One detail to remember is that things are slightly different if we are using Windows: in this case we need to send a IOCTL package to set the interface to promiscuous mode. In addition, while Linux needs to use ICMP, Windows allow us to sniff the incoming packets independently of the protocol:

import socket
import os

# host to listen
HOST = '192.168.1.114'

def sniffing(host, win, socket_prot):
    while 1:
        sniffer = socket.socket(socket.AF_INET, socket.SOCK_RAW, socket_prot)
        sniffer.bind((host, 0))

        # include the IP headers in the captured packets
        sniffer.setsockopt(socket.IPPROTO_IP, socket.IP_HDRINCL, 1)

        if win == 1:
            sniffer.ioctl(socket.SIO_RCVALL, socket_RCVALL_ON)
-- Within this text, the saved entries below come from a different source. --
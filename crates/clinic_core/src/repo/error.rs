//! Repository error type shared by every clinic repository.

use crate::db::DbError;
use crate::model::validation::ValidationError;
use std::error::Error;
use std::fmt::{Display, Formatter};

pub type RepoResult<T> = Result<T, RepoError>;

/// Failure of a clinic repository or service call.
#[derive(Debug)]
pub enum RepoError {
    /// Input failed field validation before any SQL ran.
    Validation(ValidationError),
    /// Underlying SQLite/bootstrap error, including constraint violations.
    Db(DbError),
    /// A referenced parent row (patient/doctor) does not exist.
    ReferenceNotFound { table: &'static str, id: i64 },
    /// Connection schema is not at the expected migrated version.
    UninitializedConnection {
        expected_version: u32,
        actual_version: u32,
    },
    /// Required table is missing.
    MissingRequiredTable(&'static str),
    /// Required column is missing from expected table.
    MissingRequiredColumn {
        table: &'static str,
        column: &'static str,
    },
    /// Persisted data cannot be converted to a valid record.
    InvalidData(String),
}

impl RepoError {
    /// Bad input or a dangling patient/doctor id.
    pub fn is_client_error(&self) -> bool {
        matches!(self, Self::Validation(_) | Self::ReferenceNotFound { .. })
    }

    /// Returns whether SQLite rejected the statement on a constraint.
    pub fn is_constraint_violation(&self) -> bool {
        matches!(self, Self::Db(err) if err.is_constraint_violation())
    }
}

impl Display for RepoError {
    fn fmt(&self, f: &mut Formatter<'_>) -> std::fmt::Result {
        match self {
            Self::Validation(err) => write!(f, "{err}"),
            Self::Db(err) => write!(f, "{err}"),
            Self::ReferenceNotFound { table, id } => {
                write!(f, "referenced row not found: {table}.id = {id}")
            }
            Self::UninitializedConnection {
                expected_version,
                actual_version,
            } => write!(
                f,
                "clinic repository requires schema version {expected_version}, got {actual_version}"
            ),
            Self::MissingRequiredTable(table) => {
                write!(f, "clinic repository requires table `{table}`")
            }
            Self::MissingRequiredColumn { table, column } => write!(
                f,
                "clinic repository requires column `{column}` in table `{table}`"
            ),
            Self::InvalidData(message) => write!(f, "invalid persisted clinic data: {message}"),
        }
    }
}

impl Error for RepoError {
    fn source(&self) -> Option<&(dyn Error + 'static)> {
        match self {
            Self::Validation(err) => Some(err),
            Self::Db(err) => Some(err),
            _ => None,
        }
    }
}

impl From<ValidationError> for RepoError {
    fn from(value: ValidationError) -> Self {
        Self::Validation(value)
    }
}

impl From<DbError> for RepoError {
    fn from(value: DbError) -> Self {
        Self::Db(value)
    }
}

impl From<rusqlite::Error> for RepoError {
    fn from(value: rusqlite::Error) -> Self {
        Self::Db(DbError::Sqlite(value))
    }
}
//! HTTP server entry point.

use anyhow::{Context, Result};
use clap::Parser;
use clinic_core::{default_log_level, ClinicConfig, DEFAULT_DB_FILE_NAME};
use log::info;
use std::net::SocketAddr;
use std::path::PathBuf;

#[derive(Parser, Debug)]
#[command(name = "clinic-http")]
#[command(author, version, about = "Clinic & lab records JSON API", long_about = None)]
struct Cli {
    /// SQLite database file
    #[arg(long, env = "CLINIC_DB_PATH", default_value = DEFAULT_DB_FILE_NAME)]
    db_path: PathBuf,

    /// Log level (trace, debug, info, warn, error)
    #[arg(long, env = "CLINIC_LOG_LEVEL")]
    log_level: Option<String>,

    /// Directory for rolling log files; file logging is off when unset
    #[arg(long, env = "CLINIC_LOG_DIR")]
    log_dir: Option<PathBuf>,

    /// Listen address
    #[arg(long, env = "CLINIC_BIND", default_value = "127.0.0.1:5000")]
    bind: SocketAddr,
}

#[tokio::main]
async fn main() -> Result<()> {
    let cli = Cli::parse();
    let mut config = ClinicConfig::new(cli.db_path)
        .with_log_level(cli.log_level.unwrap_or_else(|| default_log_level().to_string()));
    if let Some(log_dir) = cli.log_dir {
        config = config.with_log_dir(log_dir);
    }

    config
        .init_server_logging()
        .map_err(anyhow::Error::msg)
        .context("failed to initialize logging")?;

    // Migrate once up front so a bad database fails at startup.
    drop(
        config
            .open_db()
            .with_context(|| format!("failed to open database {}", config.db_path().display()))?,
    );

    let listener = tokio::net::TcpListener::bind(cli.bind)
        .await
        .with_context(|| format!("failed to bind {}", cli.bind))?;
    info!(
        "event=http_start module=http status=ok bind={} version={}",
        cli.bind,
        clinic_core::core_version()
    );

    axum::serve(listener, clinic_http::router(config))
        .await
        .context("server error")?;
    Ok(())
}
        # read in a single packet
        print sniffer.recvfrom(65565)

def main(host):
    if os.name == 'nt':
        sniffing(host, 1, socket.IPPROTO_IP)
    else:
        sniffing(host, 0, socket.IPPROTO_ICMP)

if __name__ == '__main__':
    main(HOST)

To test this script, we run the following command in one terminal window:

$ sudo python sniffer.py

Then, in a second window, we can ping or traceroute some address, for example www.google.com. The results will look like this:

$ sudo python raw_socket.py
('E\x00\x00T\xb3\xec\x00\x005\x01\xe4\x13J}\xe1\x11\xc0\xa8\x01r\x00\x00v\xdfx\xa2\x00\x01sr\x98T\x00\x00\x00\x008\xe3\r\x00\x00\x00\x00\x00\x10\x11\x12\x13\x14\x15\x16\x17\x18\x19\x1a\x1b\x1c\x1d\x1e\x1f !"#$%&\'()*+,-./01234567', ('74.125.225.17', 0))
('E\x00\x00T\xb4\x1b\x00\x005\x01\xe3\xe4J}\xe1\x11\xc0\xa8\x01r\x00\x00~\xd7x\xa2\x00\x02tr\x98T\x00\x00\x00\x00/\xea\r\x00\x00\x00\x00\x00\x10\x11\x12\x13\x14\x15\x16\x17\x18\x19\x1a\x1b\x1c\x1d\x1e\x1f !"#$%&\'()*+,-./01234567', ('74.125.225.17', 0))

Now it's pretty obvious that we need to decode these headers.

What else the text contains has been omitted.